Abstract

Severe pulmonary arterial hypertension (PAH) is a contraindication for heart transplantation (HT). It has been correlated with increased early and late mortality, mainly associated with right ventricular failure. Ventricular assistance devices (VADs) can promote reduction of intracardiac pressures and consequent reduction of PAH over the medium and long terms, thus enabling future candidature for HT. The diminution of early pulmonary pressure within this scenario remains unclear. To evaluate the reduction of PAH and correlate data from right catheterization with the earliness of this reduction. Cross-sectional study in a general hospital in São Paulo, Brazil. This was a retrospective analysis on the medical records of patients undergoing VAD implantation in a single hospital. Patients for whom VAD had been indicated as a bridge to candidature for HT due to their condition of constant PAH were selected.
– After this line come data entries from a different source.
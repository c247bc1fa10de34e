use sea_orm_migration::prelude::*;

#[derive(DeriveIden)]
enum Compensation {
    Table,
    EmployeeId,
    Salary,
    EffectiveDate,
}

#[derive(DeriveMigrationName)]
pub struct Migration;

#[async_trait::async_trait]
impl MigrationTrait for Migration {
    // No FK to employee: replacing an employee removes and reinserts the row
    // under the same id, and the compensation record is keyed by that id.
    async fn up(&self, manager: &SchemaManager) -> Result<(), DbErr> {
        manager
            .create_table(
                Table::create()
                    .table(Compensation::Table)
                    .if_not_exists()
                    .col(
                        ColumnDef::new(Compensation::EmployeeId)
                            .uuid()
                            .not_null()
                            .primary_key(),
                    )
                    .col(
                        ColumnDef::new(Compensation::Salary)
                            .big_integer()
                            .not_null(),
                    )
                    .col(
                        ColumnDef::new(Compensation::EffectiveDate)
                            .date()
                            .not_null(),
                    )
                    .to_owned(),
            )
            .await
    }

    async fn down(&self, manager: &SchemaManager) -> Result<(), DbErr> {
        manager
            .drop_table(Table::drop().table(Compensation::Table).to_owned())
            .await
    }
}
Four patients with VADs had constantly severe PAH. Their mean pulmonary artery systolic pressure (PASP) before VAD implantation was 66 mmHg. Over the 30-day period after the procedure, all the patients evolved with a drop in PASP to below 60 mmHg. Their new average was 36 mmHg, which was a drop of close to 50% from baseline values. The one-year survival of this sample was 100%. VAD implantation can reduce PAH levels. Early reduction occurred in all patients. Thus, use of VAD is an important bridge tool for enabling candidature for HT among patients with constantly severe PAH.